▶ INSTRUCTIONS FOR THE TASK
One range is to be output from the listing below, exactly as written: the line with "use crate::app;" to the line with "and stylesheet, served", both kept.

▶ DATA SUPPLIED

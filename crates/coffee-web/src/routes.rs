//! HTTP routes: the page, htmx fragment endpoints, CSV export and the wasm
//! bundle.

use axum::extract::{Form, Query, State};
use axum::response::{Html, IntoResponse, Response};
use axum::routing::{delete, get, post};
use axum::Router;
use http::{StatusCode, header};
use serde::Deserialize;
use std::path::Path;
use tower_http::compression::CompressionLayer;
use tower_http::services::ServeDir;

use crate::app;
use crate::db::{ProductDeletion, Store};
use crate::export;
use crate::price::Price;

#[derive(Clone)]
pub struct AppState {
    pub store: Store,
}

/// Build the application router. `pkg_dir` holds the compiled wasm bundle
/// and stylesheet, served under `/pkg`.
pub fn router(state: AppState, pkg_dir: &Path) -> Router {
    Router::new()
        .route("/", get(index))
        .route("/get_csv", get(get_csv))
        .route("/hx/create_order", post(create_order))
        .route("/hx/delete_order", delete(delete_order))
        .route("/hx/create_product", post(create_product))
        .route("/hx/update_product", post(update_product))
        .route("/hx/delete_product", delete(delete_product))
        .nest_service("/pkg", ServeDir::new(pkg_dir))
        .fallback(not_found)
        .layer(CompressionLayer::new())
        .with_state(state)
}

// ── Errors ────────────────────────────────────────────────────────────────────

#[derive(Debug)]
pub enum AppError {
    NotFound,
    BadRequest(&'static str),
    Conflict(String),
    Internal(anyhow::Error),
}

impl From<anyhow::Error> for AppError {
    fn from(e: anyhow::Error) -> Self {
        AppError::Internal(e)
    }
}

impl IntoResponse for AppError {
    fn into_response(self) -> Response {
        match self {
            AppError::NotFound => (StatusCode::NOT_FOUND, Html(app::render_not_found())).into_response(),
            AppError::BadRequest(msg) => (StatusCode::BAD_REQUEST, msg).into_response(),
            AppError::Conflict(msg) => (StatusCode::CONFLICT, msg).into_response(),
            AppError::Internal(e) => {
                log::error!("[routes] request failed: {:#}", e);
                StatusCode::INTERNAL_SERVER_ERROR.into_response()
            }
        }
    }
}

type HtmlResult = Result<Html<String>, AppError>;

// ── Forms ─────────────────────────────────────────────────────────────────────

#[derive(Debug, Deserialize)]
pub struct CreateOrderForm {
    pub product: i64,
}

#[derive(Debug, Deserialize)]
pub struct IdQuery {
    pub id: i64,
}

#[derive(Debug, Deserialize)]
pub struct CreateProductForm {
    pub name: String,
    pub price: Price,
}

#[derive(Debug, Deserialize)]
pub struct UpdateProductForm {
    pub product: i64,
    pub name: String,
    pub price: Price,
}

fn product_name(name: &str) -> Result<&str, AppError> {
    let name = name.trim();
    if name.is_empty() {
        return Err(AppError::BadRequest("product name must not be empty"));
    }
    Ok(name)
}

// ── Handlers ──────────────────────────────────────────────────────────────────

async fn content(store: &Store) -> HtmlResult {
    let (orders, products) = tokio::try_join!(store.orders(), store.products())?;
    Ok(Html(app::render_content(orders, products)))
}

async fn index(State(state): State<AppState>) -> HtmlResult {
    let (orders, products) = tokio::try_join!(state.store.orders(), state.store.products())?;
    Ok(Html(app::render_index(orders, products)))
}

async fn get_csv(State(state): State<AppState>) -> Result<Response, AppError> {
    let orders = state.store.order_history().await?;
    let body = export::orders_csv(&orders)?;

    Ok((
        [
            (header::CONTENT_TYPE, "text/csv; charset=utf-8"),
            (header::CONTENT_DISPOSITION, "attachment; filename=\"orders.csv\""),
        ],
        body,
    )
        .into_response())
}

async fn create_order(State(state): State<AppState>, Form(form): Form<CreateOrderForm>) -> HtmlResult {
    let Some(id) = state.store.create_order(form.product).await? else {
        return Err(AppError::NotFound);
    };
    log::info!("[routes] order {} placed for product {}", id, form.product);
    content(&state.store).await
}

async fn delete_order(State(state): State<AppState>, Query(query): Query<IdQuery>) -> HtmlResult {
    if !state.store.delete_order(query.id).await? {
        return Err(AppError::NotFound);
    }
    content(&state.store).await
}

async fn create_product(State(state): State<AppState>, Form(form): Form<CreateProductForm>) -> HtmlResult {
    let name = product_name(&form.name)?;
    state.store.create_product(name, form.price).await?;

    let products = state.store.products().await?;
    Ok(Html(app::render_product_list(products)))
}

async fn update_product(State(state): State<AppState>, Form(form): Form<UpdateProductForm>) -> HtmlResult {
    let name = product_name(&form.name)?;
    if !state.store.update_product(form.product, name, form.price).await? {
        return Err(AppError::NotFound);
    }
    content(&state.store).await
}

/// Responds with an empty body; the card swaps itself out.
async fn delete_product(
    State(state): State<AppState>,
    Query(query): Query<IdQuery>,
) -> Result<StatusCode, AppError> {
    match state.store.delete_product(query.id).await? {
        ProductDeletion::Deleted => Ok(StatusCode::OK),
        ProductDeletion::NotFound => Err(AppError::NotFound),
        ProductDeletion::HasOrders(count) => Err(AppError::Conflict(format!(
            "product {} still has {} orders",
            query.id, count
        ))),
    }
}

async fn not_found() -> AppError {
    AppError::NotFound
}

▶ TASK RESPONSE
use crate::app;
use crate::db::{ProductDeletion, Store};
use crate::export;
use crate::price::Price;

#[derive(Clone)]
pub struct AppState {
    pub store: Store,
}

/// Build the application router. `pkg_dir` holds the compiled wasm bundle
/// and stylesheet, served under `/pkg`.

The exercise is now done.